(Instructions to follow) Please return the whole listing, character for character.

(Data provided)
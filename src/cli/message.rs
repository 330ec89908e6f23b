//! Single-message commands: analyze, rephrase, mirror, respond

use anyhow::Result;
use leo::engine::Mediator;
use leo::reporters::{self, OutputFormat, Report};
use tracing::info;

pub fn analyze(mediator: &Mediator, text: &str, format: OutputFormat) -> Result<()> {
    let result = mediator.analyze(text);
    print(Report::Analysis(&result), format)
}

pub fn rephrase(
    mediator: &Mediator,
    text: &str,
    context: Option<&str>,
    explain: bool,
    format: OutputFormat,
) -> Result<()> {
    let result = mediator.rephrase(text, context);
    info!("{} option(s) for a {}-char message", result.options.len(), text.chars().count());
    print(Report::Rephrase(&result), format)?;

    if explain {
        let steps = mediator.explain(text);
        print(Report::Explain(&steps), format)?;
    }
    Ok(())
}

pub fn mirror(mediator: &Mediator, text: &str, format: OutputFormat) -> Result<()> {
    let report = mediator.mirror(text);
    print(Report::Mirror(&report), format)
}

pub fn respond(
    mediator: &Mediator,
    received: &str,
    context: Option<&str>,
    format: OutputFormat,
) -> Result<()> {
    let options = mediator.suggest_responses(received, context);
    print(Report::Responses(&options), format)
}

fn print(report: Report<'_>, format: OutputFormat) -> Result<()> {
    let out = reporters::render(report, format)?;
    if !out.is_empty() {
        println!("{}", out);
    }
    Ok(())
}
//! Trigger lexicon
//!
//! Static mapping of flagged phrases to neutral replacements, each tagged with
//! a [`TriggerCategory`]. The lexicon is immutable once built and is shared by
//! reference between every detector, rewriter and validator, so concurrent
//! callers read it without locking.
//!
//! # Custom lexicon format
//!
//! ```toml
//! [[entry]]
//! phrase = "encore"
//! replacement = "à nouveau"
//! category = "reproach"
//! ```

mod builtin;

use crate::models::TriggerCategory;
use regex::Regex;
use serde::{Deserialize, Serialize};
use std::collections::HashSet;
use std::path::Path;
use std::sync::{Arc, OnceLock};
use thiserror::Error;

/// Errors raised while building a lexicon
#[derive(Error, Debug)]
pub enum LexiconError {
    #[error("Lexicon phrase is empty")]
    EmptyPhrase,

    #[error("Duplicate lexicon phrase: '{0}'")]
    DuplicatePhrase(String),

    #[error("Replacement '{replacement}' for '{phrase}' contains trigger phrase '{contained}'")]
    SelfTriggering {
        phrase: String,
        replacement: String,
        contained: String,
    },

    #[error("Invalid pattern for '{phrase}': {source}")]
    InvalidPattern {
        phrase: String,
        #[source]
        source: regex::Error,
    },

    #[error("Failed to read lexicon file: {0}")]
    Io(#[from] std::io::Error),

    #[error("Failed to parse lexicon file: {0}")]
    Parse(#[from] toml::de::Error),
}

/// One flagged phrase
#[derive(Debug, Clone, PartialEq, Eq, Serialize, Deserialize)]
pub struct LexiconEntry {
    pub phrase: String,
    pub replacement: String,
    pub category: TriggerCategory,
}

impl LexiconEntry {
    pub fn new(
        phrase: impl Into<String>,
        replacement: impl Into<String>,
        category: TriggerCategory,
    ) -> Self {
        Self {
            phrase: phrase.into(),
            replacement: replacement.into(),
            category,
        }
    }
}

#[derive(Deserialize)]
struct LexiconFile {
    #[serde(rename = "entry", default)]
    entries: Vec<LexiconEntry>,
}

/// Case folding used for every containment test.
///
/// Typographic apostrophes are mapped to ASCII ones so "c’est" and "c'est"
/// fold to the same key.
pub fn fold(text: &str) -> String {
    text.to_lowercase().replace('\u{2019}', "'")
}

/// Immutable phrase table
#[derive(Debug)]
pub struct TriggerLexicon {
    /// Sorted longest phrase first so overlapping phrases substitute whole
    entries: Vec<LexiconEntry>,
    /// Case-insensitive literal pattern per entry, same order as `entries`
    patterns: Vec<Regex>,
}

static BUILTIN: OnceLock<Arc<TriggerLexicon>> = OnceLock::new();

impl TriggerLexicon {
    /// Shared built-in French lexicon, built once per process
    pub fn builtin() -> Arc<TriggerLexicon> {
        BUILTIN
            .get_or_init(|| {
                let entries = builtin::BUILTIN_ENTRIES
                    .iter()
                    .map(|(p, r, c)| LexiconEntry::new(*p, *r, *c))
                    .collect();
                Arc::new(Self::from_entries(entries).expect("built-in lexicon is valid"))
            })
            .clone()
    }

    /// Build a lexicon, rejecting duplicate (after case folding) and
    /// self-triggering entries.
    pub fn from_entries(entries: Vec<LexiconEntry>) -> Result<Self, LexiconError> {
        let mut seen = HashSet::new();
        let mut normalized = Vec::with_capacity(entries.len());
        for entry in entries {
            let phrase = fold(entry.phrase.trim());
            if phrase.is_empty() {
                return Err(LexiconError::EmptyPhrase);
            }
            if !seen.insert(phrase.clone()) {
                return Err(LexiconError::DuplicatePhrase(phrase));
            }
            normalized.push(LexiconEntry {
                phrase,
                replacement: entry.replacement.trim().to_string(),
                category: entry.category,
            });
        }

        for entry in &normalized {
            let folded = fold(&entry.replacement);
            if let Some(other) = normalized.iter().find(|o| folded.contains(&o.phrase)) {
                return Err(LexiconError::SelfTriggering {
                    phrase: entry.phrase.clone(),
                    replacement: entry.replacement.clone(),
                    contained: other.phrase.clone(),
                });
            }
        }

        normalized.sort_by(|a, b| {
            b.phrase
                .chars()
                .count()
                .cmp(&a.phrase.chars().count())
                .then_with(|| a.phrase.cmp(&b.phrase))
        });

        let patterns = normalized
            .iter()
            .map(|e| {
                Regex::new(&format!("(?i){}", literal_pattern(&e.phrase))).map_err(|source| {
                    LexiconError::InvalidPattern {
                        phrase: e.phrase.clone(),
                        source,
                    }
                })
            })
            .collect::<Result<Vec<_>, _>>()?;

        Ok(Self {
            entries: normalized,
            patterns,
        })
    }

    pub fn from_toml_str(content: &str) -> Result<Self, LexiconError> {
        let file: LexiconFile = toml::from_str(content)?;
        Self::from_entries(file.entries)
    }

    pub fn load(path: &Path) -> Result<Self, LexiconError> {
        let content = std::fs::read_to_string(path)?;
        Self::from_toml_str(&content)
    }

    pub fn entries(&self) -> &[LexiconEntry] {
        &self.entries
    }

    pub fn len(&self) -> usize {
        self.entries.len()
    }

    pub fn is_empty(&self) -> bool {
        self.entries.is_empty()
    }

    /// Entries whose phrase occurs in `text` (case-insensitive)
    pub fn matches(&self, text: &str) -> Vec<&LexiconEntry> {
        let folded = fold(text);
        self.entries
            .iter()
            .filter(|e| folded.contains(&e.phrase))
            .collect()
    }

    /// First phrase (longest first) still present in `text`
    pub fn first_match(&self, text: &str) -> Option<&LexiconEntry> {
        let folded = fold(text);
        self.entries.iter().find(|e| folded.contains(&e.phrase))
    }

    pub fn contains_trigger(&self, text: &str) -> bool {
        self.first_match(text).is_some()
    }

    /// One substitution pass: every phrase, longest first, replaced by its
    /// neutral counterpart. The rest of the text is kept verbatim.
    pub fn substitute(&self, text: &str) -> String {
        let mut out = text.to_string();
        for (entry, pattern) in self.entries.iter().zip(&self.patterns) {
            if pattern.is_match(&out) {
                out = pattern
                    .replace_all(&out, regex::NoExpand(&entry.replacement))
                    .into_owned();
            }
        }
        out
    }
}

/// Escaped literal that also accepts a typographic apostrophe wherever the
/// phrase has an ASCII one.
fn literal_pattern(phrase: &str) -> String {
    phrase
        .split('\'')
        .map(regex::escape)
        .collect::<Vec<_>>()
        .join("['\u{2019}]")
}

(Result of the exercise)
filename src/cli/message.rs
repository 330ec89908e6f23b
//! Single-message commands: analyze, rephrase, mirror, respond

use anyhow::Result;
use leo::engine::Mediator;
use leo::reporters::{self, OutputFormat, Report};
use tracing::info;

pub fn analyze(mediator: &Mediator, text: &str, format: OutputFormat) -> Result<()> {
    let result = mediator.analyze(text);
    print(Report::Analysis(&result), format)
}

pub fn rephrase(
    mediator: &Mediator,
    text: &str,
    context: Option<&str>,
    explain: bool,
    format: OutputFormat,
) -> Result<()> {
    let result = mediator.rephrase(text, context);
    info!("{} option(s) for a {}-char message", result.options.len(), text.chars().count());
    print(Report::Rephrase(&result), format)?;

    if explain {
        let steps = mediator.explain(text);
        print(Report::Explain(&steps), format)?;
    }
    Ok(())
}

pub fn mirror(mediator: &Mediator, text: &str, format: OutputFormat) -> Result<()> {
    let report = mediator.mirror(text);
    print(Report::Mirror(&report), format)
}

pub fn respond(
    mediator: &Mediator,
    received: &str,
    context: Option<&str>,
    format: OutputFormat,
) -> Result<()> {
    let options = mediator.suggest_responses(received, context);
    print(Report::Responses(&options), format)
}

fn print(report: Report<'_>, format: OutputFormat) -> Result<()> {
    let out = reporters::render(report, format)?;
    if !out.is_empty() {
        println!("{}", out);
    }
    Ok(())
}
//! Trigger lexicon
//!
//! Static mapping of flagged phrases to neutral replacements, each tagged with
//! a [`TriggerCategory`]. The lexicon is immutable once built and is shared by
//! reference between every detector, rewriter and validator, so concurrent
//! callers read it without locking.
//!
//! # Custom lexicon format
//!
//! ```toml
//! [[entry]]
//! phrase = "encore"
//! replacement = "à nouveau"
//! category = "reproach"
//! ```

mod builtin;

use crate::models::TriggerCategory;
use regex::Regex;
use serde::{Deserialize, Serialize};
use std::collections::HashSet;
use std::path::Path;
use std::sync::{Arc, OnceLock};
use thiserror::Error;

/// Errors raised while building a lexicon
#[derive(Error, Debug)]
pub enum LexiconError {
    #[error("Lexicon phrase is empty")]
    EmptyPhrase,

    #[error("Duplicate lexicon phrase: '{0}'")]
    DuplicatePhrase(String),

    #[error("Replacement '{replacement}' for '{phrase}' contains trigger phrase '{contained}'")]
    SelfTriggering {
        phrase: String,
        replacement: String,
        contained: String,
    },

    #[error("Invalid pattern for '{phrase}': {source}")]
    InvalidPattern {
        phrase: String,
        #[source]
        source: regex::Error,
    },

    #[error("Failed to read lexicon file: {0}")]
    Io(#[from] std::io::Error),

    #[error("Failed to parse lexicon file: {0}")]
    Parse(#[from] toml::de::Error),
}

/// One flagged phrase
#[derive(Debug, Clone, PartialEq, Eq, Serialize, Deserialize)]
pub struct LexiconEntry {
    pub phrase: String,
    pub replacement: String,
    pub category: TriggerCategory,
}

impl LexiconEntry {
    pub fn new(
        phrase: impl Into<String>,
        replacement: impl Into<String>,
        category: TriggerCategory,
    ) -> Self {
        Self {
            phrase: phrase.into(),
            replacement: replacement.into(),
            category,
        }
    }
}

#[derive(Deserialize)]
struct LexiconFile {
    #[serde(rename = "entry", default)]
    entries: Vec<LexiconEntry>,
}

/// Case folding used for every containment test.
///
/// Typographic apostrophes are mapped to ASCII ones so "c’est" and "c'est"
/// fold to the same key.
pub fn fold(text: &str) -> String {
    text.to_lowercase().replace('\u{2019}', "'")
}

/// Immutable phrase table
#[derive(Debug)]
pub struct TriggerLexicon {
    /// Sorted longest phrase first so overlapping phrases substitute whole
    entries: Vec<LexiconEntry>,
    /// Case-insensitive literal pattern per entry, same order as `entries`
    patterns: Vec<Regex>,
}

static BUILTIN: OnceLock<Arc<TriggerLexicon>> = OnceLock::new();

impl TriggerLexicon {
    /// Shared built-in French lexicon, built once per process
    pub fn builtin() -> Arc<TriggerLexicon> {
        BUILTIN
            .get_or_init(|| {
                let entries = builtin::BUILTIN_ENTRIES
                    .iter()
                    .map(|(p, r, c)| LexiconEntry::new(*p, *r, *c))
                    .collect();
                Arc::new(Self::from_entries(entries).expect("built-in lexicon is valid"))
            })
            .clone()
    }

    /// Build a lexicon, rejecting duplicate (after case folding) and
    /// self-triggering entries.
    pub fn from_entries(entries: Vec<LexiconEntry>) -> Result<Self, LexiconError> {
        let mut seen = HashSet::new();
        let mut normalized = Vec::with_capacity(entries.len());
        for entry in entries {
            let phrase = fold(entry.phrase.trim());
            if phrase.is_empty() {
                return Err(LexiconError::EmptyPhrase);
            }
            if !seen.insert(phrase.clone()) {
                return Err(LexiconError::DuplicatePhrase(phrase));
            }
            normalized.push(LexiconEntry {
                phrase,
                replacement: entry.replacement.trim().to_string(),
                category: entry.category,
            });
        }

        for entry in &normalized {
            let folded = fold(&entry.replacement);
            if let Some(other) = normalized.iter().find(|o| folded.contains(&o.phrase)) {
                return Err(LexiconError::SelfTriggering {
                    phrase: entry.phrase.clone(),
                    replacement: entry.replacement.clone(),
                    contained: other.phrase.clone(),
                });
            }
        }

        normalized.sort_by(|a, b| {
            b.phrase
                .chars()
                .count()
                .cmp(&a.phrase.chars().count())
                .then_with(|| a.phrase.cmp(&b.phrase))
        });

        let patterns = normalized
            .iter()
            .map(|e| {
                Regex::new(&format!("(?i){}", literal_pattern(&e.phrase))).map_err(|source| {
                    LexiconError::InvalidPattern {
                        phrase: e.phrase.clone(),
                        source,
                    }
                })
            })
            .collect::<Result<Vec<_>, _>>()?;

        Ok(Self {
            entries: normalized,
            patterns,
        })
    }

    pub fn from_toml_str(content: &str) -> Result<Self, LexiconError> {
        let file: LexiconFile = toml::from_str(content)?;
        Self::from_entries(file.entries)
    }

    pub fn load(path: &Path) -> Result<Self, LexiconError> {
        let content = std::fs::read_to_string(path)?;
        Self::from_toml_str(&content)
    }

    pub fn entries(&self) -> &[LexiconEntry] {
        &self.entries
    }

    pub fn len(&self) -> usize {
        self.entries.len()
    }

    pub fn is_empty(&self) -> bool {
        self.entries.is_empty()
    }

    /// Entries whose phrase occurs in `text` (case-insensitive)
    pub fn matches(&self, text: &str) -> Vec<&LexiconEntry> {
        let folded = fold(text);
        self.entries
            .iter()
            .filter(|e| folded.contains(&e.phrase))
            .collect()
    }

    /// First phrase (longest first) still present in `text`
    pub fn first_match(&self, text: &str) -> Option<&LexiconEntry> {
        let folded = fold(text);
        self.entries.iter().find(|e| folded.contains(&e.phrase))
    }

    pub fn contains_trigger(&self, text: &str) -> bool {
        self.first_match(text).is_some()
    }

    /// One substitution pass: every phrase, longest first, replaced by its
    /// neutral counterpart. The rest of the text is kept verbatim.
    pub fn substitute(&self, text: &str) -> String {
        let mut out = text.to_string();
        for (entry, pattern) in self.entries.iter().zip(&self.patterns) {
            if pattern.is_match(&out) {
                out = pattern
                    .replace_all(&out, regex::NoExpand(&entry.replacement))
                    .into_owned();
            }
        }
        out
    }
}

/// Escaped literal that also accepts a typographic apostrophe wherever the
/// phrase has an ASCII one.
fn literal_pattern(phrase: &str) -> String {
    phrase
        .split('\'')
        .map(regex::escape)
        .collect::<Vec<_>>()
        .join("['\u{2019}]")
}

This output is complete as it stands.